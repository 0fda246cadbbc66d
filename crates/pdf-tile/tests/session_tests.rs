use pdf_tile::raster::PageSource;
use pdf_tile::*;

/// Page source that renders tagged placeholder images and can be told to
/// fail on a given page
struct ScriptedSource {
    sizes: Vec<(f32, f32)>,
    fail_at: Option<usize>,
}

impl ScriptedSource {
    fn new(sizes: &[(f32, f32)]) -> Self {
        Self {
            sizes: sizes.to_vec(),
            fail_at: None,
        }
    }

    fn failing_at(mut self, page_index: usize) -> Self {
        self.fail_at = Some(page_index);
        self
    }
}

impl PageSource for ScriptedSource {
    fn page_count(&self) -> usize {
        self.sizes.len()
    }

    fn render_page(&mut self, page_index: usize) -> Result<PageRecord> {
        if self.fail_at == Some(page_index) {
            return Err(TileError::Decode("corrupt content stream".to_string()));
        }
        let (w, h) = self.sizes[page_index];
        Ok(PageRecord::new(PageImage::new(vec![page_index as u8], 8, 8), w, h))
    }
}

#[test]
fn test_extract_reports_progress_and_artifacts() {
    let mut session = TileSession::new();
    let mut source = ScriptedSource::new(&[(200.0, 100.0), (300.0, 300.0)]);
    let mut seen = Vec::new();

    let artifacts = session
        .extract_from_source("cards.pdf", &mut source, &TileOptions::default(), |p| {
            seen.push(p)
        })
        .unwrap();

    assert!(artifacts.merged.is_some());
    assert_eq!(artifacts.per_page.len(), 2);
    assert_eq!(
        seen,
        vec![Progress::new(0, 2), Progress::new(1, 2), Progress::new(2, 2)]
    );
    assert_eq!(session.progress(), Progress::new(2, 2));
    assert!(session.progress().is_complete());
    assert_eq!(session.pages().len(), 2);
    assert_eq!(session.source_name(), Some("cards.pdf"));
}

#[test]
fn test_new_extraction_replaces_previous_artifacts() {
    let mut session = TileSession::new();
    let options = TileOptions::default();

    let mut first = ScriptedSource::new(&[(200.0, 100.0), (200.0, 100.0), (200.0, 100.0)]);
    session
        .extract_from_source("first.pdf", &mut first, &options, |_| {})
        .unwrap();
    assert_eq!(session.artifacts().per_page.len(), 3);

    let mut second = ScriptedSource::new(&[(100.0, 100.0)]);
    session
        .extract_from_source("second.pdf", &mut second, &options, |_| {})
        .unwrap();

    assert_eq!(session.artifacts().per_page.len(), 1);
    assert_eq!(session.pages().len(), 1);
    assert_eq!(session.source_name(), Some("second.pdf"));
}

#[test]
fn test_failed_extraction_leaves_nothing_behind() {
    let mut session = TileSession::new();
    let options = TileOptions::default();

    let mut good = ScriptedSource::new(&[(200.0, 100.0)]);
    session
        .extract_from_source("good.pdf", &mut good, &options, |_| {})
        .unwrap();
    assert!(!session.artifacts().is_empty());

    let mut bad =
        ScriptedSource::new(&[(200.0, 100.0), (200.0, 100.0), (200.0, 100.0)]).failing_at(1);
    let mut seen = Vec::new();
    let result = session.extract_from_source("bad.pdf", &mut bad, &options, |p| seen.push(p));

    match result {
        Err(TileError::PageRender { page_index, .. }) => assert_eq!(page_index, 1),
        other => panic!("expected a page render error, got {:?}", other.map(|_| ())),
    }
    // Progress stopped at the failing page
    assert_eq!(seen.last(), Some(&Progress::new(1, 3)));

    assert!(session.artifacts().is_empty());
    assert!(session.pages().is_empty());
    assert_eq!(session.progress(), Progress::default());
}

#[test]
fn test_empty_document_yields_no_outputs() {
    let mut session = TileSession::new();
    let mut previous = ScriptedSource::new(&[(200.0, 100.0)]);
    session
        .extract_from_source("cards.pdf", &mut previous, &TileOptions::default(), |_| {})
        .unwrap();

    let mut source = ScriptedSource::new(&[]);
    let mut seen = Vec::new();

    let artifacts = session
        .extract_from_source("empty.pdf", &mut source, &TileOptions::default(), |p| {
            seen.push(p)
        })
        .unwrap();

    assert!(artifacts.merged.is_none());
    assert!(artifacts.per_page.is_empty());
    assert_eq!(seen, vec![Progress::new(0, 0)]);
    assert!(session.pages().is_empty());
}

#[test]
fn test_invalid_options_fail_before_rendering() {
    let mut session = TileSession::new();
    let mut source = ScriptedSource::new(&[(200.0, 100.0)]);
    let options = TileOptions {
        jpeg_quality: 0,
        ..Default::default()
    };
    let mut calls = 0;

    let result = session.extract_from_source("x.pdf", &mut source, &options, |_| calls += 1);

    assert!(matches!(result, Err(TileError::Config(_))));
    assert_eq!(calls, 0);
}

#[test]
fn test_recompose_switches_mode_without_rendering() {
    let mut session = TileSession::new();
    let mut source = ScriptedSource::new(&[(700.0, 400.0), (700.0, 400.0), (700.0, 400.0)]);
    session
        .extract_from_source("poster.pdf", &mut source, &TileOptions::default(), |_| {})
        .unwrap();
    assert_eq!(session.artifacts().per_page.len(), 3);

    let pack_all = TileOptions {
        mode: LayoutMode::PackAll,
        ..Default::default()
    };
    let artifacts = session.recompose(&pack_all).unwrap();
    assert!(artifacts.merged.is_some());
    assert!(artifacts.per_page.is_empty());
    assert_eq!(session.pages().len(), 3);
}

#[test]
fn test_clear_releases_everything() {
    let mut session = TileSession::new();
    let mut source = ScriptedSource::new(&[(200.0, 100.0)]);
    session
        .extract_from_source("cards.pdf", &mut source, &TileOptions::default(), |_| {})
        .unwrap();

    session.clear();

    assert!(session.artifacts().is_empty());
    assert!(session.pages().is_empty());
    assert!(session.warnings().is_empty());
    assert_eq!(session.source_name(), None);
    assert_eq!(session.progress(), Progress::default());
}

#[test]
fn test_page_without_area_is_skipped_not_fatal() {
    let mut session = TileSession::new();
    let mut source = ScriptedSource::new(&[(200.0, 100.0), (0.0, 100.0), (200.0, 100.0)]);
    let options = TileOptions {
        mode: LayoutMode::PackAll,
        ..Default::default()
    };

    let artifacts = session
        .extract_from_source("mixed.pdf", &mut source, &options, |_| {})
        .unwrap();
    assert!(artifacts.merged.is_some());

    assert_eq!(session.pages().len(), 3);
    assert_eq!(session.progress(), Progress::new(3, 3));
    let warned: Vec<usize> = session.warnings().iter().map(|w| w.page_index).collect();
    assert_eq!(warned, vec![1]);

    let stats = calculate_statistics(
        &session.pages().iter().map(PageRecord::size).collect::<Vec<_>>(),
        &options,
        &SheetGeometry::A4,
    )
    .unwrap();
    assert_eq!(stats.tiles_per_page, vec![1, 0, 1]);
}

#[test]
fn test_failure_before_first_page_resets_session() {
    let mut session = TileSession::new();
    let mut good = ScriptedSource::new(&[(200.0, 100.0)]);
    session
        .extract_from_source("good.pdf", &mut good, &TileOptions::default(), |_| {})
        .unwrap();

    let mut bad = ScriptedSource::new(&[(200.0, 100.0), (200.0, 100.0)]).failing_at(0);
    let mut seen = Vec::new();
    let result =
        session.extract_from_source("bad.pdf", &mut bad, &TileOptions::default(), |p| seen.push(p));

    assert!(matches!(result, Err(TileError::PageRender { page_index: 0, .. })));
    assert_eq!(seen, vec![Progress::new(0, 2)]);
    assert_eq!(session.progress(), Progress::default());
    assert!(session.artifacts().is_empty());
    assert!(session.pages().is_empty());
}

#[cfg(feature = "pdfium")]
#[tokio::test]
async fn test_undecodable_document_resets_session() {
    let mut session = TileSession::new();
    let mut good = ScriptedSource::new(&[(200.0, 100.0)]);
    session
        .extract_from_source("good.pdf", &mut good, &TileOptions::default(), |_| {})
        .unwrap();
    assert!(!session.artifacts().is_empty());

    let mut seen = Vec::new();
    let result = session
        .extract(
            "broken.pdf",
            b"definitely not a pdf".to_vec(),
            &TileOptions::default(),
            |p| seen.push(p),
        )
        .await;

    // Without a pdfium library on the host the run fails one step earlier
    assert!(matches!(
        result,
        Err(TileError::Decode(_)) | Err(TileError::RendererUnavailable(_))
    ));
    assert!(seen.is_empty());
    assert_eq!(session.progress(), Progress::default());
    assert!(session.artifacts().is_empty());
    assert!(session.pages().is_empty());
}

WHAT TO DO
In the listing above, find the lines holding the word "second" and copy them.

RESULT OF THE EXERCISE
    let mut second = ScriptedSource::new(&[(100.0, 100.0)]);
        .extract_from_source("second.pdf", &mut second, &options, |_| {})
    assert_eq!(session.source_name(), Some("second.pdf"));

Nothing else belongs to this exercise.